Après Freud, Sartre, Heidegger, Debord et tant d'autres, voilà qu'Onfray passe à la broyeuse l'une des idoles de l'intelligentsia du XXe siècle.
La preuve ici :
http://www.lepoint.fr/livres/onfray-passe-sade-a-la-broyeuse-21-10-2014-1874343_37.php
Je ne ponds pas d'oeuf mais je me sens bien placé pour juger d'une omelette
Jacques Géraud @ François Xavier
Non @Loïc, je ne défends pas systématiquement FX mais je respecte son point de vue (même si parfois je ne suis d'accord avec lui), ce qui n'est pas le cas de certains roquets ; et donc je n'aime pas ce sentiment d'injustice et de mépris quand on ne pense pas comme vous : quid de la liberté d'expression ?! Et comment justifiez-vous d'avoir enlevé son article sur Heidegger ? Plusieurs retours d'amis prof de l'université de Fribourg et Zurich (l'ayant lu, eux, et dans le texte !) m'ont rapporté leur intérêt pour cet article. Et ne vous en déplaise - et je suis bien placée pour le dire - Heidegger n'est pas antisémite. Bref, il semble y avoir deux poids deux mesures, c'est cela qui est gênant et qui discrédite l'image du journal...
Belle empoignade, ma foi. assez intéressante, comme toutes les fois où un auteur prend le contrepied du prêt à penser dominant. Il n'est pas anodin que le sujet en soit l'oeuvre de ce malade mental de Sade. Ne couinez pas , ma chère Anne, ce n'est pas moi mais la médecine qui a décidé que ce type était cinglé, au point de donner son nom à sa maladie, ce qui n'est pas courant (on baptise habituellement la maladie du nom du toubib qui la décrit pour la 1re fois, pas au nom du malade... c'est dire le niveau médical atteint)

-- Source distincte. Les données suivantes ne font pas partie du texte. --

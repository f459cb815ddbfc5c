use crate::{
    ast::Operator,
    error::EvalError,
    interpreter::{
        evaluator::core::{EvalResult, Evaluator},
        value::core::Value,
    },
};

impl Evaluator<'_> {
    /// Evaluates a binary operation between two values.
    ///
    /// Routes the operation to a specialized handler depending on the
    /// operator. Arithmetic goes through `eval_add` or `eval_arithmetic`,
    /// `%` through `eval_modulo`, equality and ordering through
    /// `eval_comparison`, and the connectives through `eval_logic`.
    ///
    /// An `Error` operand is never combined with anything; it is reported as a
    /// type error naming the operator.
    ///
    /// # Parameters
    /// - `op`: The operator.
    /// - `left`: Left operand.
    /// - `right`: Right operand.
    ///
    /// # Returns
    /// An `EvalResult<Value>` containing the evaluated result.
    ///
    /// # Example
    /// ```
    /// use snx::{
    ///     ast::Operator,
    ///     interpreter::{evaluator::core::Evaluator, value::core::Value},
    /// };
    ///
    /// let result = Evaluator::eval_binary(Operator::Add, &Value::Int(3), &Value::from("4"));
    /// assert_eq!(result.unwrap(), Value::Int(7));
    /// ```
    pub fn eval_binary(op: Operator, left: &Value, right: &Value) -> EvalResult<Value> {
        use Operator::{
            Add, And, Div, Equal, Greater, GreaterEqual, Less, LessEqual, Mod, Mul, Not, NotEqual,
            Or, Sub,
        };

        if left.is_error() || right.is_error() {
            return Err(EvalError::type_mismatch(format!("Operator '{op}' cannot be applied \
                                                         to an error value")));
        }

        match op {
            Add => Self::eval_add(left, right),
            Sub | Mul | Div => Self::eval_arithmetic(op, left, right),
            Mod => Self::eval_modulo(left, right),
            Equal | NotEqual | Less | Greater | LessEqual | GreaterEqual => {
                Self::eval_comparison(op, left, right)
            },
            And | Or => Self::eval_logic(op, left, right),
            Not => Err(EvalError::UnsupportedOperator { op }),
        }
    }
}

#[cfg(test)]
mod tests {
    use super::*;

    #[test]
    fn error_operands_are_rejected() {
        let error = Value::Error("Runtime Error: Division by zero".to_string());

        let result = Evaluator::eval_binary(Operator::Add, &error, &Value::Int(1));
        assert!(matches!(result, Err(EvalError::TypeMismatch { .. })));

        let result = Evaluator::eval_binary(Operator::Equal, &Value::Int(1), &error);
        assert!(matches!(result, Err(EvalError::TypeMismatch { .. })));
    }

    #[test]
    fn not_is_not_binary() {
        let result = Evaluator::eval_binary(Operator::Not, &Value::Bool(true), &Value::Bool(true));
        assert_eq!(result, Err(EvalError::UnsupportedOperator { op: Operator::Not }));
    }
}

Donc, une fois n'est pas coutume, je ne saurais trop féliciter FX d'avoir relayé ici le bon sens de l'analyse d'Onfray-un auteur qui m'insuporte pourtant habituellement, mais qui ici déconstruit efficacement le snobisme élitiste qui entoure ce mauvais écrivain.
Car la vraie question, sur laquelle je me suis déjà opposé aux sadiens du site, est la suivante : Pourquoi les intellos sorbonnards et le monde de l'édition ( souvent du même bord ) ont-ils- fait de ce type le pape de la libération sexuelle façon Mai-68, alors que son système de pensée vise justement à un assujettissement de ses partenaires-et victimes- à ses propres volontés, c'est-a-dire le contraire de la vraie liberté sexuelle?
Je ne ferai pas l'injure aux fans de Sade de penser qu'ils prennent véritablement du plaisir littéraire (ou sexuel) à lire des descriptions immondes d'éventration de bébés ou d'empalement de vieillards. Ni qu'ils en font sans rire un philosophe de premier plan ("Théologiquement, Sade se met dans la position de l'Antéchrist"sic ).
Ils doivent donc avoir une autre motivation , et il en faut pour se fader ce tombereau d'ordures sans vomir.
Mon opinion, c'est que le fan club sadien, (qui compte sur Paris 20 membres ayant vraiment lu Sade et 200 qui ont fait semblant), ne fonctionne que par un amour déréglé de la provocation, une immoralité de posture, un snobisme de la transgression, "rebellitude" factice mais valorisante dont il est plus facile de se prévaloir dans les salons parisiens en sirotant un cocktail, que dans les vraies banlieues hooliganières rebelles de Seine St Denis.
Ce n'est pas bien nouveau, ni grave, le monde des lettres est coutumier de ces chapelles de fans, habituellement dédiées à un auteur étranger ("comment, vous n'avez pas lu Buckowski en version originale ??") ou à des auteurs sulfureux (Céline, Gide, Drieu), chiants (trop de noms), ou carrément inconnus car n'ayant même pas encore publié. Mais là, c'est plus grave : que ces textes à ne pas mettre entre toutes les mains soient publiés à la Pleiade, et mis ainsi au niveau littéraire de Molière, Racine, Voltaire, Goethe, Platon, Descartes, etc... est profondément inquiétant. Mais révélateur de la déliquescence du monde de l'édition, qui ne fonctionne plus que par "coups" de préférence provocateurs .
On finira, puisque, maladie de l'époque, tout est désormais de l'Art, par y publier des rapports d'autopsie, les récits de Valérie T. , ou le synopsis de Secret Story. Net avantage sur Sade, ça sera moins vomitif.